Cannes’da mayıs ayındaki filmin dünya prömiyerini takip eden basın konferansında senarist Paul Laverty: “Ağzı iyi laf yapan ve filmde Katolik Kilisesi’ni temsil eden rahip, doğrulardan yana değil. Klu Klux Klan taktikleri gibi yakıp yıkan aşırı sağcıların yanında saf tutuyor. Kiliseye tanınan haklar o dönemde korkutucu boyutlara ulaşıyor. Kontrolü elinde tutan büyük işletmeler demokrasinin gelişmesini engelliyor, neoliberalizmin topluma uyguladığı kısıtlamaların kurbanıyız” diyordu.

Yanında bulunan Ken Loach şöyle devam ediyordu: “Jimmy Gralton’dan günümüze, kilise hiyerarşisinin ekonomik gücü temsil eden sermaye kesiminin emrine girmesi, bende bu filmi yapma arzusunu geliştirdi. Bazı skandallar kilisenin kendisine çok darbe vurdu, ama filmin konusunun geçtiği yıllarda kilisenin gücü tartışılmazdı. Rahip karakterini karikatürize etmeyi hiç düşünmedik”.

78 yaşında, gençlere taş çıkartacak bir enerji ile üretkenliğini sürdüren Ken Loach, bu son yapıtında her zamanki gibi adaletsizliğe karşı öfkesiyle siyasal heyecanını bir araya getiriyor.

İç savaşın eşiğindeyken toplu dansların, boks derslerinin, şiir toplantılarının yapıldığı bir ‘halk salonu’ açan Gralton bu mekânın tehlikeli ve yıkıcı olduğunu iddia eden Katolik Kilisesi ve ‘ileri gelenler’ yüzünden ülkeyi terk etmek zorunda kalmıştı. Sürgün dönüşü kasaba sakinlerinin ısrarlı talepleriyle salonu tekrar açar.

Amerika’dan gramofonu ve caz plakları koleksiyonuyla dönen, ancak ülkesinde iki kez ‘persona non grata’ ilan edilen Gralton’un kişiliğinde film bizlere İrlanda gerçeği üzerine yeni şeyler söylüyor.
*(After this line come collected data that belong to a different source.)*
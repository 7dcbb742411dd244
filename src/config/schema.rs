//! Configuration schema definitions.
//!
//! This module defines the complete configuration structure for the gateway.
//! All types derive Serde traits for deserialization from config files.

use serde::{Deserialize, Serialize};
use std::path::PathBuf;
use std::time::Duration;

/// Root configuration for the ingress gateway.
#[derive(Debug, Clone, Deserialize, Serialize, Default)]
#[serde(default)]
pub struct GatewayConfig {
    /// Listener for proxied traffic.
    pub listener: ListenerConfig,

    /// Connection to the cluster and the Ingress watch.
    pub kubernetes: KubernetesConfig,

    /// Admin endpoints (health, readiness, route dump).
    pub admin: AdminConfig,

    /// Observability settings.
    pub observability: ObservabilityConfig,
}

/// Listener configuration.
#[derive(Debug, Clone, Deserialize, Serialize)]
#[serde(default)]
pub struct ListenerConfig {
    /// Bind address (e.g., "0.0.0.0:8001").
    pub bind_address: String,
}

impl Default for ListenerConfig {
    fn default() -> Self {
        Self {
            bind_address: "0.0.0.0:8001".to_string(),
        }
    }
}

/// Kubernetes connection and watch settings.
#[derive(Debug, Clone, Deserialize, Serialize)]
#[serde(default)]
pub struct KubernetesConfig {
    /// Explicit kubeconfig file. When unset the client is inferred
    /// (in-cluster service account, then `$KUBECONFIG`, then `~/.kube/config`).
    pub kubeconfig: Option<PathBuf>,

    /// Kubeconfig context to use instead of the current one.
    pub context: Option<String>,

    /// Namespace to watch. All namespaces when unset.
    pub namespace: Option<String>,

    /// Only route Ingresses with this `spec.ingressClassName`.
    pub ingress_class: Option<String>,

    /// Interval at which every cached Ingress is re-delivered as an update.
    /// Zero disables resync.
    pub resync_secs: u64,
}

impl Default for KubernetesConfig {
    fn default() -> Self {
        Self {
            kubeconfig: None,
            context: None,
            namespace: None,
            ingress_class: None,
            resync_secs: 60,
        }
    }
}

impl KubernetesConfig {
    /// Resync period, or `None` when disabled.
    pub fn resync_interval(&self) -> Option<Duration> {
        (self.resync_secs > 0).then(|| Duration::from_secs(self.resync_secs))
    }
}

/// Admin endpoint configuration.
#[derive(Debug, Clone, Deserialize, Serialize)]
#[serde(default)]
pub struct AdminConfig {
    /// Enable the admin listener.
    pub enabled: bool,

    /// Admin listener bind address.
    pub bind_address: String,
}

impl Default for AdminConfig {
    fn default() -> Self {
        Self {
            enabled: false,
            bind_address: "127.0.0.1:8081".to_string(),
        }
    }
}

/// Observability configuration.
#[derive(Debug, Clone, Deserialize, Serialize)]
#[serde(default)]
pub struct ObservabilityConfig {
    /// Log level (trace, debug, info, warn, error).
    pub log_level: String,

    /// Enable metrics endpoint.
    pub metrics_enabled: bool,

    /// Metrics endpoint bind address.
    pub metrics_address: String,
}

impl Default for ObservabilityConfig {
    fn default() -> Self {
        Self {
            log_level: "info".to_string(),
            metrics_enabled: false,
            metrics_address: "0.0.0.0:9090".to_string(),
        }
    }
}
Film Gralton’un salonuna gelerek bir şeyler öğrenen, hayaller kuran, ama her şeyden öte, dans edip eğlenen hür fikirli gençlerin duygusal bir portresini çiziyor.

Ken Loach senaristi Paul Laverty ile 13 kez birlikte çalıştı. Rebeca O’Brien Loach’ın 16 filminde yapımcılık yaptı. Her ne kadar ‘bu son filmim’ dediyse de İngiliz ustanın üretkenliğini sürdüreceğine inancımız tam.

Son bir not: Filmin bu insancıl, duyarlı, yaşam dolu kahraman Jimmy Gralton’un İrlanda Devleti’nce yurduna dönmesi yasaklandığı için, 29 Aralık 1945’te yaşamını yitirdiği güne kadar New York’ta yaşadı.